(Stored data entries)

---

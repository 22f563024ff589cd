//! Iterative inverse kinematics, solved one target pose at a time.
//!
//! Both solvers seed each target after the first with the solution of the one before it,
//! so a slice of targets along a trajectory converges quickly.

pub mod dls;
pub mod gradient;

use nalgebra::{DMatrix, DVector, RealField};
use serde::{Deserialize, Serialize};

use crate::RobotModelErrors;

/// Why the solver stopped on a target.
#[derive(Debug, Clone, Copy, PartialEq, Eq)]
pub enum IkStatus {
    Converged,
    IterationLimit,
    UpdateTooSmall,
    SingularSystem,
}

#[derive(Debug, Clone, Copy, PartialEq)]
pub struct IkReport<T: RealField + Copy> {
    pub status: IkStatus,
    /// Number of updates applied to the joint configuration
    pub iterations: usize,
    /// Pose error of the returned configuration
    pub error: T,
}

impl<T> IkReport<T>
where
    T: RealField + Copy,
{
    pub fn converged(&self) -> bool {
        self.status == IkStatus::Converged
    }
}

/// One row of `q` and one report per target, in target order.
#[derive(Debug, Clone, PartialEq)]
pub struct IkSolution<T: RealField + Copy> {
    pub q: DMatrix<T>,
    pub reports: Vec<IkReport<T>>,
}

impl<T> IkSolution<T>
where
    T: RealField + Copy,
{
    pub fn all_converged(&self) -> bool {
        self.reports.iter().all(IkReport::converged)
    }

    /// Configuration solved for target `k`.
    pub fn configuration(&self, k: usize) -> Option<DVector<T>> {
        (k < self.q.nrows()).then(|| self.q.row(k).transpose())
    }

    /// The configuration when exactly one target was solved.
    pub fn single(&self) -> Option<DVector<T>> {
        match self.q.nrows() {
            1 => self.configuration(0),
            _ => None,
        }
    }
}

#[derive(Debug, Clone, Copy, PartialEq, Serialize, Deserialize)]
#[serde(default)]
pub struct DlsConfig {
    pub max_iterations: usize,
    /// Stop once the pose error norm drops below this
    pub precision: f64,
    /// Stop once the joint update norm drops below this
    pub min_update: f64,
    pub step_size: f64,
    pub damping: f64,
}

impl Default for DlsConfig {
    fn default() -> Self {
        Self {
            max_iterations: 1000,
            precision: 0.1,
            min_update: 1e-3,
            step_size: 0.1,
            damping: 0.04,
        }
    }
}

#[derive(Debug, Clone, Copy, PartialEq, Serialize, Deserialize)]
#[serde(default)]
pub struct GradientIkConfig {
    pub max_iterations: usize,
    pub precision: f64,
    pub learning_rate: f64,
}

impl Default for GradientIkConfig {
    fn default() -> Self {
        Self {
            max_iterations: 1000,
            precision: 0.1,
            learning_rate: 0.1,
        }
    }
}

/// The gradient based optimizer driven by [`RobotModel::inverse_kinematics_gradient`](crate::RobotModel::inverse_kinematics_gradient).
///
/// Implementations own the differentiation: the model only hands over a loss built on
/// forward kinematics.
pub trait PoseOptimizer<T: RealField + Copy> {
    /// Called before each target with the starting configuration.
    fn reset(&mut self, q: &DVector<T>, learning_rate: T);

    /// Takes one descent step on `q` in place and returns the loss before the step.
    fn step(&mut self, q: &mut DVector<T>, loss: &mut dyn FnMut(&DVector<T>) -> T) -> T;
}

/// Checks a single joint configuration.
pub(crate) fn check_configuration<T: RealField + Copy>(
    argument: &'static str,
    q: &DVector<T>,
    n_dofs: usize,
) -> Result<(), RobotModelErrors> {
    if q.len() != n_dofs {
        return Err(RobotModelErrors::ShapeMismatch {
            argument,
            expected: n_dofs,
            found: q.len(),
        });
    }
    Ok(())
}

/// Keeps the lowest error configuration seen while iterating.
pub(crate) struct Best<T: RealField + Copy> {
    pub q: DVector<T>,
    pub error: Option<T>,
}

impl<T> Best<T>
where
    T: RealField + Copy,
{
    pub fn new(q: &DVector<T>) -> Self {
        Self {
            q: q.clone(),
            error: None,
        }
    }

    pub fn offer(&mut self, q: &DVector<T>, error: T) {
        if self.error.is_none_or(|best| error < best) {
            self.q = q.clone();
            self.error = Some(error);
        }
    }

    pub fn error(&self) -> T {
        self.error.unwrap_or_else(T::zero)
    }
}

#[cfg(test)]
mod tests {
    use super::*;

    fn report(status: IkStatus) -> IkReport<f64> {
        IkReport {
            status,
            iterations: 0,
            error: 0.0,
        }
    }

    #[test]
    fn test_solution_configurations() {
        let solution = IkSolution {
            q: DMatrix::from_row_slice(2, 3, &[1.0, 2.0, 3.0, 4.0, 5.0, 6.0]),
            reports: vec![report(IkStatus::Converged), report(IkStatus::IterationLimit)],
        };
        assert_eq!(solution.configuration(1), Some(DVector::from_vec(vec![4.0, 5.0, 6.0])));
        assert_eq!(solution.configuration(2), None);
        assert_eq!(solution.single(), None);
        assert!(!solution.all_converged());

        let solution = IkSolution {
            q: DMatrix::from_row_slice(1, 2, &[0.5, -0.5]),
            reports: vec![report(IkStatus::Converged)],
        };
        assert_eq!(solution.single(), Some(DVector::from_vec(vec![0.5, -0.5])));
        assert!(solution.all_converged());
    }

    #[test]
    fn test_best_keeps_lowest() {
        let mut best = Best::new(&DVector::from_vec(vec![0.0]));
        assert_eq!(best.error(), 0.0);
        best.offer(&DVector::from_vec(vec![1.0]), 0.5);
        best.offer(&DVector::from_vec(vec![2.0]), 0.7);
        assert_eq!(best.q, DVector::from_vec(vec![1.0]));
        assert_eq!(best.error(), 0.5);
    }
}

use nalgebra::{DMatrix, RealField};
use spatial_algebra::ForceVector;

use crate::{RobotModelErrors, algorithms::DynamicsOptions, batch::JointBatch, model::RobotModel};

impl<T> RobotModel<T>
where
    T: RealField + Copy,
{
    /// Joint forces that realize the desired accelerations `qdd`.
    pub fn inverse_dynamics<Q: JointBatch<T>>(
        &mut self,
        q: &Q,
        qd: &Q,
        qdd: &Q,
        options: DynamicsOptions,
    ) -> Result<Q, RobotModelErrors> {
        let q = self.rows("q", q)?;
        let qd = self.rows_like("qd", qd, &q)?;
        let qdd = self.rows_like("qdd", qdd, &q)?;
        self.resolve_parameters();
        self.propagate_state(&q, &qd);
        Ok(Q::from_rows(self.recursive_newton_euler(&qdd, options)))
    }

    /// Coriolis, centrifugal, gravity and damping forces: inverse dynamics at zero acceleration.
    pub fn non_linear_effects<Q: JointBatch<T>>(
        &mut self,
        q: &Q,
        qd: &Q,
        options: DynamicsOptions,
    ) -> Result<Q, RobotModelErrors> {
        let q = self.rows("q", q)?;
        let qd = self.rows_like("qd", qd, &q)?;
        self.resolve_parameters();
        self.propagate_state(&q, &qd);
        let qdd = DMatrix::zeros(q.nrows(), q.ncols());
        Ok(Q::from_rows(self.recursive_newton_euler(&qdd, options)))
    }

    /// Two pass Newton-Euler recursion over the current state, one row of forces per batch row.
    pub(crate) fn recursive_newton_euler(
        &mut self,
        qdd: &DMatrix<T>,
        options: DynamicsOptions,
    ) -> DMatrix<T> {
        let batch = qdd.nrows();
        let n = self.links.len();

        // forward pass
        let a0 = self.base_acceleration(options.include_gravity);
        self.links[0].cache.a = vec![a0; batch];
        self.links[0].cache.qdd = vec![T::zero(); batch];
        for i in 1..n {
            let (before, after) = self.links.split_at_mut(i);
            let link = &mut after[0];
            let Some(parent) = link.parent.map(|p| &before[p]) else {
                continue;
            };
            let s = link.joint.motion_subspace();
            let cache = &mut link.cache;
            cache.qdd = match link.dof {
                Some(dof) => qdd.column(dof).iter().copied().collect(),
                None => vec![T::zero(); batch],
            };
            cache.a = (0..batch)
                .map(|b| {
                    cache.joint_pose[b].inv() * parent.cache.a[b]
                        + s * cache.qdd[b]
                        + cache.v[b].cross_motion(&cache.vj[b])
                })
                .collect();
        }

        for link in self.links.iter_mut() {
            link.cache.f = vec![ForceVector::zeros(); batch];
        }

        // backward pass
        for i in (1..n).rev() {
            let (before, after) = self.links.split_at_mut(i);
            let link = &mut after[0];
            let inertia = link.inertia();
            let cache = &mut link.cache;
            for b in 0..batch {
                let v = cache.v[b];
                cache.f[b] += inertia * cache.a[b] + v.cross_force(&(inertia * v));
            }
            if let Some(parent) = link.parent {
                let parent = &mut before[parent].cache;
                for b in 0..batch {
                    parent.f[b] += cache.joint_pose[b] * cache.f[b];
                }
            }
        }

        let mut tau = DMatrix::zeros(batch, self.n_dofs());
        for (dof, &i) in self.controlled.iter().enumerate() {
            let link = &self.links[i];
            let s = link.joint.motion_subspace();
            for b in 0..batch {
                tau[(b, dof)] = s.dot(&link.cache.f[b]);
                if options.use_damping {
                    tau[(b, dof)] += link.damping() * link.cache.qd[b];
                }
            }
        }
        tau
    }
}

---

## [What you will do]
The lines sought are those in the data above that include the string "zeros"; copy each one.

## [Exercise result]
        let qdd = DMatrix::zeros(q.nrows(), q.ncols());
            link.cache.f = vec![ForceVector::zeros(); batch];
        let mut tau = DMatrix::zeros(batch, self.n_dofs());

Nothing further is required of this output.